Question

Evaluate the integral and subsequent iterated integral. (a) \(\int_{2}^{3}\left(6 x^{2}+4 x y-3 y^{2}\right) d y\) (b) \(\int_{-3}^{-2} \int_{2}^{5}\left(6 x^{2}+4 x y-3 y^{2}\right) d y d x\)

Short answer

The evaluated iterated integral is -6.

Step-by-step solution

Evaluate the Inner Integral

Calculate the inner integral for part (a): \[ \int_{2}^{3} (6x^2 + 4xy - 3y^2) \, dy. \]Integrate each term separately:1. \( \int 6x^2 \, dy = 6x^2y \)2. \( \int 4xy \, dy = 2xy^2 \)3. \( \int -3y^2 \, dy = -y^3 \)Using the limits 2 and 3, evaluate:\[ 6x^2(3) + 2x(3)^2 - (3)^3 - (6x^2(2) + 2x(2)^2 - (2)^3). \]

Simplify the Evaluation

Apply the limits to each term from Step 1:1. At \(y = 3\), the expression becomes: \[ 18x^2 + 18x - 27. \]2. At \(y = 2\), the expression becomes: \[ 12x^2 + 8x - 8. \] Subtract the results:\[ (18x^2 + 18x - 27) - (12x^2 + 8x - 8) = 6x^2 + 10x - 19. \]

Set Up the Outer Integral (b)

Now evaluate the outer integral for \(b\):\[ \int_{-3}^{-2} (6x^2 + 10x - 19) \, dx. \]This is the result from part (a) and becomes the integrand for \(x\).

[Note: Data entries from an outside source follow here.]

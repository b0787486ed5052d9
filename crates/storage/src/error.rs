use strand_common::BlockHash;
use thiserror::Error;

#[derive(Debug, Error)]
pub enum StoreError {
    #[error("block {0} already stored")]
    BlockExists(BlockHash),
    #[error("block {0} not found")]
    BlockNotFound(BlockHash),
}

Evaluate the Outer Integral

Integrate each term separately in the expression from Step 3:1. \( \int 6x^2 \, dx = 2x^3 \)2. \( \int 10x \, dx = 5x^2 \)3. \( \int -19 \, dx = -19x \)Apply the limits from -3 to -2:At \(x = -2\):\[ 2(-2)^3 + 5(-2)^2 - 19(-2). \]At \(x = -3\):\[ 2(-3)^3 + 5(-3)^2 - 19(-3). \]

Calculate Final Result

Evaluate the results from Step 4 and subtract:1. At \(x = -2\), the expression evaluates to: \[ -16 + 20 + 38 = 42. \]2. At \(x = -3\), the expression evaluates to: \[ -54 + 45 + 57 = 48. \] Subtracting gives:\[ 42 - 48 = -6. \]

Key concepts

Integral Calculus

Integral calculus is a fundamental branch of mathematical analysis. It concerns itself with the concept of integration. In simple terms, integration is the process of finding the integral of a function, which is essentially the reverse operation of differentiation. This is useful in situations where we want to determine the area under a curve, the accumulated change, or even the total output over time.
In integral calculus, integrals can either be indefinite or definite. An indefinite integral has no specific bounds and is represented with the integral symbol \(\int\), where we're looking for a function whose derivative is the given function. On the other hand, a definite integral has upper and lower bounds, represented as \(\int_{a}^{b}\), where we're finding the exact accumulation between two levels.
This branch of mathematics gives tools to solve real-world problems involving accumulation and area calculations, among others. In the given exercise, we solve both an iterated integral with definite bounds and a composite function that leads us to evaluate a double integral.

Double Integrals

Double integrals extend the concept of integration to functions of two variables, usually over a rectangular area in the xy-plane. When we compute a double integral, we're essentially finding the volume under a surface.
The given exercise involves a double integral, where we have to integrate the function \(6x^2 + 4xy - 3y^2\) first with respect to \(y\), and then with respect to \(x\). This is known as iterated integration.
Iterated integrals involve solving one integral inside the bounds of another. In simpler terms, you evaluate one integral first, treating the other variable as a constant, and then proceed to the next. In the provided example, we first integrate with respect to \(y\) from 2 to 3, resulting in a function of \(x\).
Once that is solved, the result becomes the new integrand for the next stage, where we integrate with respect to \(x\) from -3 to -2. Double integrals are key in calculating quantities such as mass, charge, and probability when these quantities are distributed over an area.

Partial Integration

Partial integration isn't to be confused with the integration by parts technique, although the terms might sound similar. In iterative or partial integration, we focus on integrating one part of the function at a time.
For iterated integrals, partial integration is the process of performing an integral on one variable while considering others as constants initially. For example, in the exercise, when we first integrated with respect to \(y\), each \(x\) term was treated as a constant.
This technique allows us to simplify complex integrals by breaking them down into manageable parts. Once the inner integration is complete, the outer integration can treat the resultant expression as a whole new function.
Partial integration in iterated integrals provides a systematic way to deal with multiple variables and complex regions. It is particularly valuable in fields like physics, engineering, and probability where multi-variable systems and relationships need to be analyzed.